[REQUIREMENT]
Word for word, reproduce every record in the listing below.

════════

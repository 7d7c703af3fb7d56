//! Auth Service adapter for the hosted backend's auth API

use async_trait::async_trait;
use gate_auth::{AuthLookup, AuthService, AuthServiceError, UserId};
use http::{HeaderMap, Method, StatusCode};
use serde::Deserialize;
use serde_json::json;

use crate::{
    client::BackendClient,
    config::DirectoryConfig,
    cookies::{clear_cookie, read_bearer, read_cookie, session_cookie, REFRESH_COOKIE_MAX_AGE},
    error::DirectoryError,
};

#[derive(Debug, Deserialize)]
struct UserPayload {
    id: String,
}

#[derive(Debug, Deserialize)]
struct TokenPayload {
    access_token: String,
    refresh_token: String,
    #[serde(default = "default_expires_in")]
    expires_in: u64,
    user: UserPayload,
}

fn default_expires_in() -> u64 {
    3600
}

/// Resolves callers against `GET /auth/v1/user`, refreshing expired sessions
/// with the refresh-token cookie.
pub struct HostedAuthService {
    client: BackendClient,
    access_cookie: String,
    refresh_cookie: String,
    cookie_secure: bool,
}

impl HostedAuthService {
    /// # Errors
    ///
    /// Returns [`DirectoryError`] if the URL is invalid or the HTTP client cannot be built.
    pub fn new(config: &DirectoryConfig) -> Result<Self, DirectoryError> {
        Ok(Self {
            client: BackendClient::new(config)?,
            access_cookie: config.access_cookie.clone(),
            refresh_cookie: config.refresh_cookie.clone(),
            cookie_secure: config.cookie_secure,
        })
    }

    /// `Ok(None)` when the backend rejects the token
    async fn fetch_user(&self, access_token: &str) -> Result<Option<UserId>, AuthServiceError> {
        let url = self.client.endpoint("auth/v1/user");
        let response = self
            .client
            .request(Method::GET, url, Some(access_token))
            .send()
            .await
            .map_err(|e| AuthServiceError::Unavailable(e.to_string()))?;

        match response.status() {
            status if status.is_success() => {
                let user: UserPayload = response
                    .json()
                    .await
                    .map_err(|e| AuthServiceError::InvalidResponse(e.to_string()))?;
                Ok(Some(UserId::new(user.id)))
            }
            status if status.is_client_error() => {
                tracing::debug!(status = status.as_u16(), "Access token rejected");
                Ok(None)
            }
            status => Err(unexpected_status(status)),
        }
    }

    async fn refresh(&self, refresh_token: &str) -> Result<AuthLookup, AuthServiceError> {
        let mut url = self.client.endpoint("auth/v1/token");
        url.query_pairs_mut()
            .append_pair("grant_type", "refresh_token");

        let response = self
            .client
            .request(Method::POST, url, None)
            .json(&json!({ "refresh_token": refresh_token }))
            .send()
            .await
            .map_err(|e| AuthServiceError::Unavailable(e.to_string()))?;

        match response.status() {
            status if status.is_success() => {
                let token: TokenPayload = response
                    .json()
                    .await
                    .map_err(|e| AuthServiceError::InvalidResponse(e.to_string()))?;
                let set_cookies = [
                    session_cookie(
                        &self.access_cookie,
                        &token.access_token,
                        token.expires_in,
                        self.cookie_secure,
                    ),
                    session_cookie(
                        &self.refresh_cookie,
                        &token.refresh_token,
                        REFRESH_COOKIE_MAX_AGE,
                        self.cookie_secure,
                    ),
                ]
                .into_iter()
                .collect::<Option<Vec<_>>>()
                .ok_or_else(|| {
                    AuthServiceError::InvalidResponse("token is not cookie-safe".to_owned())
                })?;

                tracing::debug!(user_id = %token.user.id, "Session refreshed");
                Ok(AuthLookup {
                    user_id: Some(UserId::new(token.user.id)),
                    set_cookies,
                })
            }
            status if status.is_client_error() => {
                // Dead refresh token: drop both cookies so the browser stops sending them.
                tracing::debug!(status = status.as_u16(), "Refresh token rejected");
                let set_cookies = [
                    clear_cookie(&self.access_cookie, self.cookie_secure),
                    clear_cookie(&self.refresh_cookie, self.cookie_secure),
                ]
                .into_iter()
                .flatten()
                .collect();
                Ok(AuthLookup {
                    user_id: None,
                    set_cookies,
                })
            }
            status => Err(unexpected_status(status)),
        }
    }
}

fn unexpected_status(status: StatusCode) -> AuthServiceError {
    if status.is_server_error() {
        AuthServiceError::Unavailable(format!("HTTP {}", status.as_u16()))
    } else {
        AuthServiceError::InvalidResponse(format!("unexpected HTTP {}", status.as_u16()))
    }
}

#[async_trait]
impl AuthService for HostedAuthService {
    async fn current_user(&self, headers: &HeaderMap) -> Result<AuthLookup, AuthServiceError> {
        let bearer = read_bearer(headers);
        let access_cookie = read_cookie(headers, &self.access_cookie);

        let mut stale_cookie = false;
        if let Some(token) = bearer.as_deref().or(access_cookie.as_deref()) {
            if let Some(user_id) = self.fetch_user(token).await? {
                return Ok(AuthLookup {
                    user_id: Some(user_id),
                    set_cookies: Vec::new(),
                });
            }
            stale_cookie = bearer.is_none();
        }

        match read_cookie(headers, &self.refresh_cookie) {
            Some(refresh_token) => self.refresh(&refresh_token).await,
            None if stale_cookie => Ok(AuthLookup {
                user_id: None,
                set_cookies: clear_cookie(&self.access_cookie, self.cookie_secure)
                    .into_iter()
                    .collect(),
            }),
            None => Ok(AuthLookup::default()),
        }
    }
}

════════

[SOLUTION]
repository 7d7c703af3fb7d56
//! Auth Service adapter for the hosted backend's auth API

use async_trait::async_trait;
use gate_auth::{AuthLookup, AuthService, AuthServiceError, UserId};
use http::{HeaderMap, Method, StatusCode};
use serde::Deserialize;
use serde_json::json;

use crate::{
    client::BackendClient,
    config::DirectoryConfig,
    cookies::{clear_cookie, read_bearer, read_cookie, session_cookie, REFRESH_COOKIE_MAX_AGE},
    error::DirectoryError,
};

#[derive(Debug, Deserialize)]
struct UserPayload {
    id: String,
}

#[derive(Debug, Deserialize)]
struct TokenPayload {
    access_token: String,
    refresh_token: String,
    #[serde(default = "default_expires_in")]
    expires_in: u64,
    user: UserPayload,
}

fn default_expires_in() -> u64 {
    3600
}

/// Resolves callers against `GET /auth/v1/user`, refreshing expired sessions
/// with the refresh-token cookie.
pub struct HostedAuthService {
    client: BackendClient,
    access_cookie: String,
    refresh_cookie: String,
    cookie_secure: bool,
}

impl HostedAuthService {
    /// # Errors
    ///
    /// Returns [`DirectoryError`] if the URL is invalid or the HTTP client cannot be built.
    pub fn new(config: &DirectoryConfig) -> Result<Self, DirectoryError> {
        Ok(Self {
            client: BackendClient::new(config)?,
            access_cookie: config.access_cookie.clone(),
            refresh_cookie: config.refresh_cookie.clone(),
            cookie_secure: config.cookie_secure,
        })
    }

    /// `Ok(None)` when the backend rejects the token
    async fn fetch_user(&self, access_token: &str) -> Result<Option<UserId>, AuthServiceError> {
        let url = self.client.endpoint("auth/v1/user");
        let response = self
            .client
            .request(Method::GET, url, Some(access_token))
            .send()
            .await
            .map_err(|e| AuthServiceError::Unavailable(e.to_string()))?;

        match response.status() {
            status if status.is_success() => {
                let user: UserPayload = response
                    .json()
                    .await
                    .map_err(|e| AuthServiceError::InvalidResponse(e.to_string()))?;
                Ok(Some(UserId::new(user.id)))
            }
            status if status.is_client_error() => {
                tracing::debug!(status = status.as_u16(), "Access token rejected");
                Ok(None)
            }
            status => Err(unexpected_status(status)),
        }
    }

    async fn refresh(&self, refresh_token: &str) -> Result<AuthLookup, AuthServiceError> {
        let mut url = self.client.endpoint("auth/v1/token");
        url.query_pairs_mut()
            .append_pair("grant_type", "refresh_token");

        let response = self
            .client
            .request(Method::POST, url, None)
            .json(&json!({ "refresh_token": refresh_token }))
            .send()
            .await
            .map_err(|e| AuthServiceError::Unavailable(e.to_string()))?;

        match response.status() {
            status if status.is_success() => {
                let token: TokenPayload = response
                    .json()
                    .await
                    .map_err(|e| AuthServiceError::InvalidResponse(e.to_string()))?;
                let set_cookies = [
                    session_cookie(
                        &self.access_cookie,
                        &token.access_token,
                        token.expires_in,
                        self.cookie_secure,
                    ),
                    session_cookie(
                        &self.refresh_cookie,
                        &token.refresh_token,
                        REFRESH_COOKIE_MAX_AGE,
                        self.cookie_secure,
                    ),
                ]
                .into_iter()
                .collect::<Option<Vec<_>>>()
                .ok_or_else(|| {
                    AuthServiceError::InvalidResponse("token is not cookie-safe".to_owned())
                })?;

                tracing::debug!(user_id = %token.user.id, "Session refreshed");
                Ok(AuthLookup {
                    user_id: Some(UserId::new(token.user.id)),
                    set_cookies,
                })
            }
            status if status.is_client_error() => {
                // Dead refresh token: drop both cookies so the browser stops sending them.
                tracing::debug!(status = status.as_u16(), "Refresh token rejected");
                let set_cookies = [
                    clear_cookie(&self.access_cookie, self.cookie_secure),
                    clear_cookie(&self.refresh_cookie, self.cookie_secure),
                ]
                .into_iter()
                .flatten()
                .collect();
                Ok(AuthLookup {
                    user_id: None,
                    set_cookies,
                })
            }
            status => Err(unexpected_status(status)),
        }
    }
}

fn unexpected_status(status: StatusCode) -> AuthServiceError {
    if status.is_server_error() {
        AuthServiceError::Unavailable(format!("HTTP {}", status.as_u16()))
    } else {
        AuthServiceError::InvalidResponse(format!("unexpected HTTP {}", status.as_u16()))
    }
}

#[async_trait]
impl AuthService for HostedAuthService {
    async fn current_user(&self, headers: &HeaderMap) -> Result<AuthLookup, AuthServiceError> {
        let bearer = read_bearer(headers);
        let access_cookie = read_cookie(headers, &self.access_cookie);

        let mut stale_cookie = false;
        if let Some(token) = bearer.as_deref().or(access_cookie.as_deref()) {
            if let Some(user_id) = self.fetch_user(token).await? {
                return Ok(AuthLookup {
                    user_id: Some(user_id),
                    set_cookies: Vec::new(),
                });
            }
            stale_cookie = bearer.is_none();
        }

        match read_cookie(headers, &self.refresh_cookie) {
            Some(refresh_token) => self.refresh(&refresh_token).await,
            None if stale_cookie => Ok(AuthLookup {
                user_id: None,
                set_cookies: clear_cookie(&self.access_cookie, self.cookie_secure)
                    .into_iter()
                    .collect(),
            }),
            None => Ok(AuthLookup::default()),
        }
    }
}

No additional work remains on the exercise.